A engenheira fez várias acusações tanto contra Wil como contra a filha de Aguinaldo. Por determinação da Justiça, Isabela apagou as publicações sob pena de multa diária no valor de R$ 1 mil.

 

A polícia não se pronunciou, pelo menos oficialmente, sobre a necessidade de instaurar um segundo inquérito policial para apurar as acusações feitas por Isabela sobre a presença de pessoas no quarto onde Aguinaldo morreu. As imagens mostram claramente essas pessoas no imóvel, ou seja, houve violação do local da morte sob investigação.

 

Isabela Ataíde Lira era namorada do vereador Aguinaldo Promissória. Ela estava com ele no dia em que ele foi morto. Nos vídeos compartilhados por ela, antes de serem removidos por ordem judicial, mostram dois momentos: um em que Isabela tenta deixar o imóvel, mas é impedida por uma segurança do vereador e outro, já após a morte de Aguinaldo, onde Wilkson do Rego Figueredo Teles de Sousa, aparece agredindo a jovem com socos e chutes, além de ameaçar disparar contra Isabela.

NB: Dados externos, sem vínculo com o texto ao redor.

use std::net::TcpStream;

use anyhow::{bail, Result};
use bytes::Bytes;
use tracing::{debug, info};

use crate::io::net::Binding;
use crate::protocol::resp::{RESPConnection, RESP};

/// Outbound connection from a replica to its master: drives the handshake
/// and then serves as the inbound command stream.
pub struct MasterClient {
    connection: RESPConnection,
}

impl MasterClient {
    pub fn connect(master: &Binding) -> Result<Self> {
        let stream = TcpStream::connect(master.to_string())?;
        info!("connected to master: {}", master);
        Ok(MasterClient {
            connection: RESPConnection::new(stream)?,
        })
    }

    pub fn ping_pong(&mut self) -> Result<()> {
        self.connection.send_message(&RESP::command(&["PING"]))?;
        if let (_, RESP::String(reply)) = self.connection.read_message()? {
            if reply.eq_ignore_ascii_case("PONG") {
                return Ok(());
            }
        }
        bail!("handshake PING failed");
    }

    pub fn replconf(&mut self, params: &[&str]) -> Result<()> {
        let mut command = vec!["REPLCONF"];
        command.extend_from_slice(params);
        self.connection.send_message(&RESP::command(&command))?;
        if let (_, RESP::String(reply)) = self.connection.read_message()? {
            if reply.eq_ignore_ascii_case("OK") {
                return Ok(());
            }
        }
        bail!("handshake REPLCONF {:?} failed", params);
    }

    /// PSYNC: expects `+FULLRESYNC <replid> <offset>`, then the raw RDB
    /// bulk with no trailing CRLF.
    pub fn psync(&mut self, replication_id: &str, offset: i64) -> Result<Bytes> {
        self.connection.send_message(&RESP::command(&[
            "PSYNC",
            replication_id,
            &offset.to_string(),
        ]))?;

        let (_, psync_response) = self.connection.read_message()?;
        if let RESP::String(reply) = &psync_response {
            if reply.to_uppercase().starts_with("FULLRESYNC ") {
                let rdb = self.connection.read_rdb()?;
                debug!("received RDB image of {} bytes", rdb.len());
                return Ok(rdb);
            }
        }
        bail!("unexpected PSYNC response: {}", psync_response);
    }

    /// Next frame of the replication stream with its exact wire length.
    pub fn read_replication_command(&mut self) -> Result<(usize, RESP)> {
        let (len, message) = self.connection.read_message()?;
        match message {
            array @ RESP::Array(_) => Ok((len, array)),
            other => bail!("replication message must be an array: {}", other),
        }
    }

    pub fn send(&mut self, message: &RESP) -> Result<()> {
        self.connection.send_message(message)?;
        Ok(())
    }
}
use std::net::{SocketAddr, TcpListener};
use std::sync::atomic::{AtomicU64, Ordering};
use std::sync::mpsc::{self, Sender};
use std::sync::{Arc, RwLock};
use std::thread;
use std::time::{Duration, Instant};

use anyhow::{bail, Result};
use tracing::{debug, error, info, warn};

use crate::connection::ConnectionHandler;
use crate::errors::CommandError;
use crate::io::net::{Binding, Port};
use crate::protocol::command::Command;
use crate::protocol::rdb::empty_rdb;
use crate::protocol::resp::{RESPConnection, RESP};
use crate::redis::RedisServer;
use crate::txn::TxnBuffer;

/// (replica id, acknowledged offset) delivered back to a waiting WAIT.
type AckResponse = (u64, u64);

enum ReplicaMessage {
    /// write to forward; no response expected
    Replicate(RESP),
    /// request an ACK round-trip and report it on the channel
    GetAck {
        reply: Sender<AckResponse>,
        replica_id: u64,
        timeout: Duration,
    },
}

struct Replica {
    id: u64,
    binding: Option<Binding>,
    sender: Sender<ReplicaMessage>,
    acked_offset: u64,
}

/// Backlog and registry live under one lock so that attaching a replica
/// (snapshot + register) is atomic against concurrent propagation.
#[derive(Default)]
struct ReplicationState {
    backlog: Vec<RESP>,
    replicas: Vec<Replica>,
}

#[derive(Clone)]
pub struct MasterServer {
    pub redis: RedisServer,
    replication: Arc<RwLock<ReplicationState>>,
    next_replica_id: Arc<AtomicU64>,
}

impl MasterServer {
    pub fn new(redis: RedisServer) -> Self {
        MasterServer {
            redis,
            replication: Arc::new(RwLock::new(ReplicationState::default())),
            next_replica_id: Arc::new(AtomicU64::new(1)),
        }
    }

    pub fn replica_count(&self) -> usize {
        self.replication.read().unwrap().replicas.len()
    }

    /// Re-encodes one successful write, advances the offset once by its
    /// encoded length, appends it to the backlog and fans it out. Replicas
    /// with a dead channel are dropped from the set.
    fn propagate(&self, command: &Command, params: &[String]) -> Result<()> {
        let mut parts = vec![RESP::Bulk(command.to_string())];
        parts.extend(params.iter().map(|p| RESP::bulk(p)));
        let message = RESP::Array(parts);
        let encoded_len = message.to_bytes()?.len() as u64;

        let mut state = self.replication.write().unwrap();
        self.redis
            .master_repl_offset
            .fetch_add(encoded_len, Ordering::SeqCst);
        state.backlog.push(message.clone());
        debug!(
            "replicating {} ({} bytes) to {} replicas",
            message,
            encoded_len,
            state.replicas.len()
        );
        state
            .replicas
            .retain(|replica| match replica.sender.send(ReplicaMessage::Replicate(message.clone())) {
                Ok(_) => true,
                Err(_) => {
                    warn!("dropping replica {}: channel closed", replica.id);
                    false
                }
            });
        Ok(())
    }

    /// Atomically registers a new replica and snapshots the backlog it must
    /// be primed with. Writes propagated after this call arrive on `sender`.
    fn register_replica(
        &self,
        sender: Sender<ReplicaMessage>,
        binding: Option<Binding>,
    ) -> (u64, Vec<RESP>) {
        let id = self.next_replica_id.fetch_add(1, Ordering::SeqCst);
        let replica = Replica {
            id,
            binding,
            sender,
            acked_offset: 0,
        };
        let mut state = self.replication.write().unwrap();
        let backlog = state.backlog.clone();
        info!(
            "replica {} ({:?}) attached, {} now active",
            id,
            replica.binding,
            state.replicas.len() + 1
        );
        state.replicas.push(replica);
        (id, backlog)
    }

    fn deregister_replica(&self, id: u64) {
        let mut state = self.replication.write().unwrap();
        state.replicas.retain(|replica| replica.id != id);
        info!("replica {} detached, {} remaining", id, state.replicas.len());
    }

    fn record_ack(&self, id: u64, offset: u64) {
        let mut state = self.replication.write().unwrap();
        if let Some(replica) = state.replicas.iter_mut().find(|r| r.id == id) {
            replica.acked_offset = replica.acked_offset.max(offset);
        }
    }

    /// WAIT body: broadcast GETACK to replicas behind `target` and count
    /// acknowledgements at or past it until `required` is reached or the
    /// timer fires. Replicas already at the target count without a
    /// round-trip. Returns the observed count, never the requested one.
    fn count_acks(&self, required: u64, target: u64, timeout_ms: u64) -> u64 {
        let (tx, rx) = mpsc::channel::<AckResponse>();
        // a zero WAIT timeout means no deadline; the per-replica ACK read
        // still needs a finite timeout (zero is invalid for socket reads)
        let ack_timeout = if timeout_ms == 0 {
            Duration::from_secs(10)
        } else {
            Duration::from_millis(timeout_ms)
        };
        let mut acked = 0u64;
        let mut pending = 0u64;
        {
            let state = self.replication.read().unwrap();
            for replica in &state.replicas {
                if replica.acked_offset >= target {
                    acked += 1;
                } else if replica
                    .sender
                    .send(ReplicaMessage::GetAck {
                        reply: tx.clone(),
                        replica_id: replica.id,
                        timeout: ack_timeout,
                    })
                    .is_ok()
                {
                    pending += 1;
                }
            }
        }
        drop(tx);

        debug!(
            "WAIT: target offset {}, {} pre-acked, {} asked",
            target, acked, pending
        );
        // timeout 0 means no deadline
        let deadline = (timeout_ms > 0).then(|| Instant::now() + Duration::from_millis(timeout_ms));
        while acked < required && pending > 0 {
            let response = match deadline {
                Some(deadline) => {
                    let now = Instant::now();
                    if now >= deadline {
                        break;
                    }
                    rx.recv_timeout(deadline - now)
                }
                None => rx.recv().map_err(mpsc::RecvTimeoutError::from),
            };
            match response {
                Ok((replica_id, offset)) => {
                    pending -= 1;
                    self.record_ack(replica_id, offset);
                    if offset >= target {
                        acked += 1;
                    }
                }
                Err(_) => break,
            }
        }
        acked
    }
}

/// One accepted connection in master role. Becomes a replication
/// connection if the client ever issues PSYNC.
pub struct MasterConnection {
    master: MasterServer,
    remote_host: SocketAddr,
    replica_binding: Option<Binding>,
    txn: TxnBuffer,
}

impl MasterConnection {
    pub fn new(master: MasterServer, remote_host: SocketAddr) -> Self {
        MasterConnection {
            master,
            remote_host,
            replica_binding: None,
            txn: TxnBuffer::new(),
        }
    }

    /// PSYNC turned this connection into the replication channel for one
    /// replica: prime it with the backlog, then forward writes and relay
    /// GETACK round-trips until the replica goes away.
    fn serve_replica_connection(&mut self, connection: &mut RESPConnection) -> Result<()> {
        let (tx, rx) = mpsc::channel();
        let (replica_id, backlog) = self
            .master
            .register_replica(tx, self.replica_binding.clone());
        info!(
            "PSYNC from {} completed, connection is now replication connection {}",
            self.remote_host, replica_id
        );

        let result = (|| -> Result<()> {
            for message in &backlog {
                connection.send_message(message)?;
            }
            for received in rx {
                match received {
                    ReplicaMessage::Replicate(message) => {
                        connection.send_message(&message)?;
                    }
                    ReplicaMessage::GetAck {
                        reply,
                        replica_id,
                        timeout,
                    } => {
                        connection.send_message(&RESP::command(&["REPLCONF", "GETACK", "*"]))?;
                        let previous_timeout = connection.read_timeout()?;
                        connection.set_read_timeout(Some(timeout))?;
                        match connection.read_message() {
                            Ok((_, ack)) => {
                                if let Some(offset) = parse_ack(&ack) {
                                    debug!("replica {} acked offset {}", replica_id, offset);
                                    // WAIT may have returned already
                                    let _ = reply.send((replica_id, offset));
                                }
                            }
                            Err(err) => {
                                debug!("gave up waiting for ACK from replica {}: {:#}", replica_id, err);
                            }
                        }
                        connection.set_read_timeout(previous_timeout)?;
                    }
                }
            }
            Ok(())
        })();

        self.master.deregister_replica(replica_id);
        result
    }
}

fn parse_ack(message: &RESP) -> Option<u64> {
    match Command::parse_command(message) {
        Ok((Command::REPLCONF, params)) => match &params[..] {
            [sub_command, offset] if sub_command.eq_ignore_ascii_case("ACK") => {
                offset.parse().ok()
            }
            _ => None,
        },
        _ => None,
    }
}

impl ConnectionHandler for MasterConnection {
    fn txn(&mut self) -> &mut TxnBuffer {
        &mut self.txn
    }

    fn dispatch(&mut self, command: &Command, params: &[String]) -> Result<Vec<RESP>> {
        match command {
            Command::REPLCONF => {
                // minimal implementation of https://redis.io/docs/latest/commands/replconf/
                match &params[..] {
                    [sub_command, value] if sub_command.eq_ignore_ascii_case("listening-port") => {
                        let replica_port = value.parse::<Port>()?;
                        self.replica_binding =
                            Some(Binding(self.remote_host.ip().to_string(), replica_port));
                        Ok(vec![RESP::String("OK".to_string())])
                    }
                    [sub_command, ..] if sub_command.eq_ignore_ascii_case("GETACK") => {
                        // only meaningful on a replica; a master ignores it
                        Ok(vec![])
                    }
                    _ => Ok(vec![RESP::String("OK".to_string())]),
                }
            }
            Command::WAIT => {
                // minimal implementation of https://redis.io/docs/latest/commands/wait/
                let [required, timeout_ms] = params else {
                    return Err(CommandError::WrongArity(command.to_string()).into());
                };
                let (Ok(required), Ok(timeout_ms)) =
                    (required.parse::<i64>(), timeout_ms.parse::<i64>())
                else {
                    return Err(CommandError::NotInteger.into());
                };
                if required < 0 || timeout_ms < 0 {
                    bail!("invalid WAIT command");
                }
                let target = self.master.redis.master_repl_offset.load(Ordering::SeqCst);
                if target == 0 {
                    // nothing was ever propagated, every replica is caught up
                    return Ok(vec![RESP::Int(self.master.replica_count() as i64)]);
                }
                let acked = self
                    .master
                    .count_acks(required as u64, target, timeout_ms as u64);
                Ok(vec![RESP::Int(acked as i64)])
            }
            Command::PSYNC => {
                // minimal implementation of https://redis.io/docs/latest/commands/psync/
                match &params[..] {
                    [repl_id, offset]
                        if (repl_id == "?" && offset == "-1")
                            || *repl_id == self.master.redis.master_replid =>
                    {
                        Ok(vec![
                            RESP::String(format!(
                                "FULLRESYNC {} 0",
                                self.master.redis.master_replid
                            )),
                            RESP::File(empty_rdb()),
                        ])
                    }
                    _ => bail!("invalid PSYNC command"),
                }
            }
            _ => {
                let replies = self.master.redis.handle_command(command, params)?;
                // writes fan out to replicas, standalone or from EXEC
                if command.is_mutating() && !matches!(replies.first(), Some(RESP::Error(_))) {
                    self.master.propagate(command, params)?;
                }
                Ok(replies)
            }
        }
    }

    fn after_reply(&mut self, connection: &mut RESPConnection, command: &Command) -> Result<()> {
        if *command == Command::PSYNC {
            self.serve_replica_connection(connection)?;
            bail!("replication connection closed");
        }
        Ok(())
    }
}

/// Accept loop for master role: one named reader thread per connection.
pub fn serve(listener: TcpListener, master: MasterServer) -> Result<()> {
    info!("master listening on {}", master.redis.binding);
    for stream in listener.incoming() {
        match stream {
            Ok(stream) => {
                let peer = stream.peer_addr()?;
                let master = master.clone();
                thread::Builder::new()
                    .name(format!("master-conn-{}", peer))
                    .spawn(move || {
                        let mut handler = MasterConnection::new(master, peer);
                        if let Err(err) = handler.handle_connection(stream) {
                            debug!("connection {} closed: {:#}", peer, err);
                        }
                    })?;
            }
            Err(err) => error!("accept failed: {}", err),
        }
    }
    Ok(())
}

Uma segunda mulher aparece no vídeo também agredindo a jovem.

 

Em um dos vídeos compartilhado por ela, mostra Isabela caindo para fora da suíte onde Aguinaldo se matou. Ela se arrasta para fora do cômodo com a roupa suja de sangue. Na sequência, aparece uma mulher agredindo-a com um soco na cabeça. Neste momento, chega Will 'Jóias'. Ele dá um violento chute em Isabela e vários socos. A outra mulher aparece com as mãos na cabeça chorando, enquanto Wil segue agredindo Isabela com mais chutes. A jovem não reage.

 

Isabela se levanta, tenta ir para a cozinha, mas é impedida por Will. Ele está ao telefone e em seguida volta a desferir outro golpe na jovem.

 

Isabela tenta retornar ao quarto, mas é impedida por Will, que a empurra e entra na suíte. Ele volta de lá armado, enquanto Isabela corre para o outro cômodo do imóvel.

 

Wiil aponta algo em direção à Isabela e é seguido pela mulher.

 

Isabela contou que no dia da morte do vereador, ela não queria entrar no quarto, pois não queria contato com o Aguinaldo.

 

A versão de que ela não queria ficar no quarto é confirmada por outro vídeo que a jovem compartilhou. Ela entra, mas depois tenta sair. É quando aparece um homem, que seria segurança do vereador, e tenta colocá-la de volta para o quarto, onde está Aguinaldo.

 

"Ele não me deixava sair da casa. Eu pedia pra ir embora. (...) Quem me conhece sabe que eu não minto e jamais mentiria nessas situações. O Aguinaldo foi e é o grande amor da minha vida. Só Deus sabe o que eu passei, o tanto que sofri e lutei, mas a verdade e a justiça de Deus nunca falham".

 

O laudo divulgado pela Polícia Científica do Pará, Regional do Oeste do Pará, assinado pelos peritos Diana Moraes e Giuseppe Tandredi, mostra a dinâmica do local de crime e confirma Aguinaldo Promissória foi quem atirou contra a própria cabeça. Ele usou uma pistola Springfield, calibre 9 milímetros, fabricada na Croácia, modelo XD-M Eliete.

 

De acordo com os peritos, o local do crime apresentava um cenário ‘inidôneo’. Em outras palavras, foi alterado após a morte de Aguinaldo.

 

O delegado Fábio Amaral Barbosa preside o inquérito ainda não se manifestou sobre os vídeos divulgados por Isabela sobre as acusações de agressão, ameaça e intimidação sofrida por ela no dia em que vereador morreu.

 

O espaço está aberto à manifestação do delegado Fábio Amaral. Se houver, será incorporada a este texto.